BEGIN Data

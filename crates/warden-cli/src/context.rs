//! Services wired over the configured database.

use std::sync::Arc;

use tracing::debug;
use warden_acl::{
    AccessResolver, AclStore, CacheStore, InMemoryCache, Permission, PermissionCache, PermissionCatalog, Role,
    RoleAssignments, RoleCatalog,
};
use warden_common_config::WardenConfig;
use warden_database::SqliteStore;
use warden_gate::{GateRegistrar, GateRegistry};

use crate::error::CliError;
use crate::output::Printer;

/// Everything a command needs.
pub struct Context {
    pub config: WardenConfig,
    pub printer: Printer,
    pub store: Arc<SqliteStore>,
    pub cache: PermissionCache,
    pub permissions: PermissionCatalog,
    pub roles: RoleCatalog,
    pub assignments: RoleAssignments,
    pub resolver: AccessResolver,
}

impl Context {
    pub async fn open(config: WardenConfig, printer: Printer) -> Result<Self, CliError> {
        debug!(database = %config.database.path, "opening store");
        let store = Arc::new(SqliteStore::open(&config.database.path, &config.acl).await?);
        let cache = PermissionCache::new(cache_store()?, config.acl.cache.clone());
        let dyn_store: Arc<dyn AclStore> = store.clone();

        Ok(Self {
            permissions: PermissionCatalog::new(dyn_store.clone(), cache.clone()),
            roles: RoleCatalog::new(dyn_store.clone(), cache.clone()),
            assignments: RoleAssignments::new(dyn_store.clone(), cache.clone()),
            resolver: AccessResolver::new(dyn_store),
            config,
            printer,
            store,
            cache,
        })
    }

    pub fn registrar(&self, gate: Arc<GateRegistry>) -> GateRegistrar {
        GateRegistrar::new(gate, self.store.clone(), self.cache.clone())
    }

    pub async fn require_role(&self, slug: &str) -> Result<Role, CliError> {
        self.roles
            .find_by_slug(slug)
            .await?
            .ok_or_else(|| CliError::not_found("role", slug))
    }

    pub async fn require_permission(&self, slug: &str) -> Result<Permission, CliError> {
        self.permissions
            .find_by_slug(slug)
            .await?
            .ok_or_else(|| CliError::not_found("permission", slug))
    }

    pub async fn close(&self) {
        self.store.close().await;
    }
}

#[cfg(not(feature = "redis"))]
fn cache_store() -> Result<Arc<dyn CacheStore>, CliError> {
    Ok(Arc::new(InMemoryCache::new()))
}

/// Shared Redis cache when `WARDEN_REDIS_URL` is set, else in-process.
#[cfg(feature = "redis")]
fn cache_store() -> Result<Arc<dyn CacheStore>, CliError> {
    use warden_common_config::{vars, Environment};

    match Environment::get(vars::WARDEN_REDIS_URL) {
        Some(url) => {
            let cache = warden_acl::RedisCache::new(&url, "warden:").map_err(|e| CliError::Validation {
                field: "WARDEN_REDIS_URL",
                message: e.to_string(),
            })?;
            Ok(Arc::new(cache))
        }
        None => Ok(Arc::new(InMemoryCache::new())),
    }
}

END Data
BEGIN Data

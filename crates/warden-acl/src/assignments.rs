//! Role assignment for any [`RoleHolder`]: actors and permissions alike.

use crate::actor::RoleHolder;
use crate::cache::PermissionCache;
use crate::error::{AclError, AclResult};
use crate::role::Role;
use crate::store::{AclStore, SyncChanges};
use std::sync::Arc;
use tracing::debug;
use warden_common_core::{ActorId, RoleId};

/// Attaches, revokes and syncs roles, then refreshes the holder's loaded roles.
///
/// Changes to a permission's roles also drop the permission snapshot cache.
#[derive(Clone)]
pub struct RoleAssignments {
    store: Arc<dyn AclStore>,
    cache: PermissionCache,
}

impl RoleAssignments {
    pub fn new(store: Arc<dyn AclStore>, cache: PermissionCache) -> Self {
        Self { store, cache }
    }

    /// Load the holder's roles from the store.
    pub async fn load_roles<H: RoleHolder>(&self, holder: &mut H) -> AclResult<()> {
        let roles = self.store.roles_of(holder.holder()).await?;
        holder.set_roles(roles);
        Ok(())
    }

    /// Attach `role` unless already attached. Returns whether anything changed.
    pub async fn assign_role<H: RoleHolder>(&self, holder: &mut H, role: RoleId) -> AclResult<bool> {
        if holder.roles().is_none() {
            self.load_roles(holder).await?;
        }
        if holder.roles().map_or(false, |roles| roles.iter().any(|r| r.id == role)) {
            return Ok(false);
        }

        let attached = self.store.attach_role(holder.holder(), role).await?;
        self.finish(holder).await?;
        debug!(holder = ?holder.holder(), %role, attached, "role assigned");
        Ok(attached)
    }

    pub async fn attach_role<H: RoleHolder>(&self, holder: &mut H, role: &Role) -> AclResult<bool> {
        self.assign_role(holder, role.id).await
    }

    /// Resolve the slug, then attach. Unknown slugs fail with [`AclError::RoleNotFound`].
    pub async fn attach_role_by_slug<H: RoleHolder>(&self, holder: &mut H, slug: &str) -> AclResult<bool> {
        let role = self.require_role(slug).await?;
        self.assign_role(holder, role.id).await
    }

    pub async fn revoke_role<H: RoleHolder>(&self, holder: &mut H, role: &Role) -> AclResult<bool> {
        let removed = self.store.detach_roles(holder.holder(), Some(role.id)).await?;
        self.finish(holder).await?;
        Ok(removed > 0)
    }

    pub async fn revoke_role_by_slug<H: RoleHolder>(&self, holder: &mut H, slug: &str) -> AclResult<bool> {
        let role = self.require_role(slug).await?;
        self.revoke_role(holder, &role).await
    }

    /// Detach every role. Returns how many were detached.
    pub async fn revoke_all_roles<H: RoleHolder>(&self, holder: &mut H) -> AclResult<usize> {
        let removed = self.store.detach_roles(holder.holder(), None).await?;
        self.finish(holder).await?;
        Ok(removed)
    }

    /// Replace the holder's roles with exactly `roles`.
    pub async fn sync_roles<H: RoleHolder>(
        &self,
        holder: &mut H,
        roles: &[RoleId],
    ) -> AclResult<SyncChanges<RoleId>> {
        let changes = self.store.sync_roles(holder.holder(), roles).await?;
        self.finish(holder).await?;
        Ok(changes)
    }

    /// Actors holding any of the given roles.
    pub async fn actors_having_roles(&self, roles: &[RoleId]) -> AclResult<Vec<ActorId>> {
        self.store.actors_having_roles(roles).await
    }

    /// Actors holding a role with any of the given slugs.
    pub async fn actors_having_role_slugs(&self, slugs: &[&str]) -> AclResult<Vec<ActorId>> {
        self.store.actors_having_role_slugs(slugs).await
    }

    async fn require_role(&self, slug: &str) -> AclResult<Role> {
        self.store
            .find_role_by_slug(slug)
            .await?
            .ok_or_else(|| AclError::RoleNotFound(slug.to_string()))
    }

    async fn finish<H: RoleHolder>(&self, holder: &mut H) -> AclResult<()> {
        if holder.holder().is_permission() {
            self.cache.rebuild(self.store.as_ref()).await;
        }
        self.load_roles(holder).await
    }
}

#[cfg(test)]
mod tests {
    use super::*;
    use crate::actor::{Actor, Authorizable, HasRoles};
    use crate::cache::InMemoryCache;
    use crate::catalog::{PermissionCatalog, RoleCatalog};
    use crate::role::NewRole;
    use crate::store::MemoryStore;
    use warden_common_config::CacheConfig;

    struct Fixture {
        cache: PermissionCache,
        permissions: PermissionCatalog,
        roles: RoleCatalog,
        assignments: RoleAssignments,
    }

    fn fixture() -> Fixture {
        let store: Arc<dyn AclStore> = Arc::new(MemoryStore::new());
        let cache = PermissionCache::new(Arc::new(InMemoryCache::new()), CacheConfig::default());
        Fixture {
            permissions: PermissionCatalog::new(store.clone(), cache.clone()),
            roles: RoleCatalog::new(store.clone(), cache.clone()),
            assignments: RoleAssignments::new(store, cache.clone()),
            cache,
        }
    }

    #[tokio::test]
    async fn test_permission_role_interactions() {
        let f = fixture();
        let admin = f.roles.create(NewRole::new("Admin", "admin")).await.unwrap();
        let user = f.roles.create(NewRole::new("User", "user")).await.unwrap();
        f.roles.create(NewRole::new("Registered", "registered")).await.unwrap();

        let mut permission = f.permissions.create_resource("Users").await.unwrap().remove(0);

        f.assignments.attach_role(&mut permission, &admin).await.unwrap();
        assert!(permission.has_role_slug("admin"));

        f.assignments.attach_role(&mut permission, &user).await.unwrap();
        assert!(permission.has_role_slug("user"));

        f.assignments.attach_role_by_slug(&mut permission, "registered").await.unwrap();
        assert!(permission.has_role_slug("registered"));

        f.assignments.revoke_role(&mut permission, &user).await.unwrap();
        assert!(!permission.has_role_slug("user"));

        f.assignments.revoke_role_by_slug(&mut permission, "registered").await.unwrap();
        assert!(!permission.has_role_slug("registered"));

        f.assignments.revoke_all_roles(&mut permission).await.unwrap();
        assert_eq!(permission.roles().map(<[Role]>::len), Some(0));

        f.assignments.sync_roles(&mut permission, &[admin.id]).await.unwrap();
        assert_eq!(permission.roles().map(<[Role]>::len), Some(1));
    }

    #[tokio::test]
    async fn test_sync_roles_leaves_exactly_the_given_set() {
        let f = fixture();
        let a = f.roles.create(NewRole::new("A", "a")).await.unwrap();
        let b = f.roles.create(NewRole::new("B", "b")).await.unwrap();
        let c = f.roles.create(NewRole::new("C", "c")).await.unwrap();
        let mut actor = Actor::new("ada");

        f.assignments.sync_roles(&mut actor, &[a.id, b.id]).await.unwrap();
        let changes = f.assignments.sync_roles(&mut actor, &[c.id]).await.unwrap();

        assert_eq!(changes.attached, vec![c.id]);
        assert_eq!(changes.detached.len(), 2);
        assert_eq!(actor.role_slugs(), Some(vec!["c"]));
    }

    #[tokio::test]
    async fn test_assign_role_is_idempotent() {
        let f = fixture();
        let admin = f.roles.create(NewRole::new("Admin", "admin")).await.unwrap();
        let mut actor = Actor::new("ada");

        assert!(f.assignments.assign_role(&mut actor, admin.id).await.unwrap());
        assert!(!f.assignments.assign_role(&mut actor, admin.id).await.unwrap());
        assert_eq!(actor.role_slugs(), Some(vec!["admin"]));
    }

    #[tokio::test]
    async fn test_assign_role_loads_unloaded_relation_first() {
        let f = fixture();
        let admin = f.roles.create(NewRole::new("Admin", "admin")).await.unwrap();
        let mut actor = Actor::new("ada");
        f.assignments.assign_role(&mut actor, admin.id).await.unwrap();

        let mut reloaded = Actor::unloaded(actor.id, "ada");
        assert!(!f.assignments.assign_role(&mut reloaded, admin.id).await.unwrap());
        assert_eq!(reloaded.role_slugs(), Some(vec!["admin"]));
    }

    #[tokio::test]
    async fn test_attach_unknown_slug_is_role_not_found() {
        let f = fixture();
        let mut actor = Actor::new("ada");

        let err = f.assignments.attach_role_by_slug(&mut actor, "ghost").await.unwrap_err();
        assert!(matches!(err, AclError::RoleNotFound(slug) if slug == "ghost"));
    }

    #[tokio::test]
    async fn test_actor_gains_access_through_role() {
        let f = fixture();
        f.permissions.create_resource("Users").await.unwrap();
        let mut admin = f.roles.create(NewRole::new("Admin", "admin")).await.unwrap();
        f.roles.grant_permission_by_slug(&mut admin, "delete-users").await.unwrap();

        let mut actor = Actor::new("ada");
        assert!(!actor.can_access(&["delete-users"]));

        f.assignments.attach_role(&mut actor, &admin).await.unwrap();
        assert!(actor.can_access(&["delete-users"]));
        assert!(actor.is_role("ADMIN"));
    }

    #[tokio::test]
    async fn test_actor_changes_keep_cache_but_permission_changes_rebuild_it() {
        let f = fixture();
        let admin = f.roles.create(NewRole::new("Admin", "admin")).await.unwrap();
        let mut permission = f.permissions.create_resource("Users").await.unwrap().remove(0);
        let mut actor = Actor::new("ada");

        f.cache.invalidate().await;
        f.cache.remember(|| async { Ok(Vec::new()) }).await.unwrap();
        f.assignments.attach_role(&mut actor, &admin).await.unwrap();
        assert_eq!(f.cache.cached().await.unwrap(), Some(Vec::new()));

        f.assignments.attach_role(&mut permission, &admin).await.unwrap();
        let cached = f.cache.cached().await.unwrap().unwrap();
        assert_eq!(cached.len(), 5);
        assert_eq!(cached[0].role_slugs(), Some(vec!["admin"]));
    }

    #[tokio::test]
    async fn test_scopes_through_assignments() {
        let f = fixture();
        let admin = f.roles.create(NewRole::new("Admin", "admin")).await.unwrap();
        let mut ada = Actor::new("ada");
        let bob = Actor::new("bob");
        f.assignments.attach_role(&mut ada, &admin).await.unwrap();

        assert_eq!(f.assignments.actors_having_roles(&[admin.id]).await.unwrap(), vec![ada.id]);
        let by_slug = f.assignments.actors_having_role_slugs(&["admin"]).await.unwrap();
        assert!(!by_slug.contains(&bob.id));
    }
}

END Data

Your goal
Using the listing, count the lines where the word "AclStore" appears and reply with only that number.

Answer to the problem
6